Holding very still, she listened. She could hear the soft buffet of the breeze against her windows, the hushed murmur as it rounded the corner of her building, and the tinkle of the wind chime on her downstairs neighbor’s balcony.
She switched off the lamp and moved to the sliding glass door.
She’d never installed window coverings on the slider; there was no traffic this deep in the complex and nothing but trees and marshland across the street. That was one of the things she’d liked about this place; she could always keep an eye on what was going on outside. But now, with Alexander out there, she realized how exposed she’d left herself.
Keeping a foot or so back from the glass, she studied the darkness outside. The black outline of treetops moved against the cloudy night sky.
She concentrated on the area beneath the old oak where she’d seen the cigarette glow but saw nothing.
Tip-tap
.
She spun around. The sound was coming from her front door, or near it. Faint, yet definitely there.
Digging in her pocket, she pulled out her cell phone and dialed Nate’s number.
As it rang, she inched closer to the entry.
“
The phone you are trying to reach is not in service.
”
“Damn,” she whispered.
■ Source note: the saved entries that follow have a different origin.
use std::str::FromStr;

use super::variants::Algorithm;

/// Generation method selected for a request.
///
/// # Variants
/// - `Algorithm(..)`: one of the four weight-shaping algorithms, run
///   directly.
/// - `Consensus`: every algorithm runs four times on the same stream and
///   the most-voted numbers win.
#[derive(Clone, Copy, Debug, PartialEq, Eq)]
pub enum Method {
	Algorithm(Algorithm),
	Consensus,
}

impl Method {
	/// The wire key of this method.
	pub fn key(&self) -> &'static str {
		match self {
			Method::Algorithm(algorithm) => algorithm.key(),
			Method::Consensus => "consensus",
		}
	}
}

impl FromStr for Method {
	type Err = String;

	fn from_str(key: &str) -> Result<Self, Self::Err> {
		if key == "consensus" {
			return Ok(Method::Consensus);
		}
		Algorithm::from_str(key).map(Method::Algorithm).map_err(|_| {
			format!(
				"Unknown method '{key}', expected statistical, ml_ensemble, quantum, neural or consensus"
			)
		})
	}
}

/// Input parameters for one generation request.
///
/// # Responsibilities
/// - Carry the selected method, the number of sets to emit and the
///   optional seed text
/// - Map one request to one derived random source: all `sets` sets
///   advance that single stream in order
///
/// # Invariants
/// - `sets >= 1` (enforced by `Generator::predict`)
/// - An empty seed behaves exactly like an absent one
#[derive(Clone, Debug)]
pub struct PredictionInput {
	/// Selected generation method.
	pub method: Method,

	/// Number of result sets to emit from the derived source.
	pub sets: usize,

	/// Optional reproducibility token; `None` or empty means ambient
	/// platform randomness.
	pub seed: Option<String>,
}

impl PredictionInput {
	/// Creates a single-set, unseeded request for `method`.
	pub fn new(method: Method) -> Self {
		Self { method, sets: 1, seed: None }
	}
}

impl Default for PredictionInput {
	fn default() -> Self {
		Self::new(Method::Algorithm(Algorithm::Statistical))
	}
}

#[cfg(test)]
mod tests {
	use super::*;

	#[test]
	fn method_keys_round_trip() {
		let methods = [
			Method::Algorithm(Algorithm::Statistical),
			Method::Algorithm(Algorithm::MlEnsemble),
			Method::Algorithm(Algorithm::Quantum),
			Method::Algorithm(Algorithm::Neural),
			Method::Consensus,
		];
		for method in methods {
			assert_eq!(method.key().parse::<Method>(), Ok(method));
		}
	}

	#[test]
	fn unknown_method_is_rejected_with_the_valid_keys() {
		let error = "oracle".parse::<Method>().unwrap_err();
		assert!(error.contains("oracle"));
		assert!(error.contains("consensus"));
	}
}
Where was he?
Tiptoeing over to her thermostat, she shut off the AC. There wasn’t anything she could do to quiet the wind.
Turning her head so one ear was toward the door, she waited.
Finally,
tap.
It was so soft this time that she almost didn’t hear it.
Scriiiitch.
Tip-tap.
Moving as if approaching a sleeping tiger, she neared the door and leaned to look out the peephole.
The fish-eyed view showed her porch to be clear.
Tap.
Was something up against the door, too low for her to see?
There was no way she was opening it to find out.
She waited for several minutes in silence. Just as she turned away from the door,
tap.
It had to be something to do with the wind.
Moving quickly through the darkness, she retrieved the gun, just in case she was wrong.
Then she sat on her sofa and stared at the white outline of her front door.
Where in the hell was Nate? Had he run into Alexander? With the way Nate had disarmed her the other night, she assured herself, he could handle Hollis Alexander.
Worry continued to stir in her mind. Maybe Alexander had been waiting out there by the boat. Maybe he’d ambushed Nate.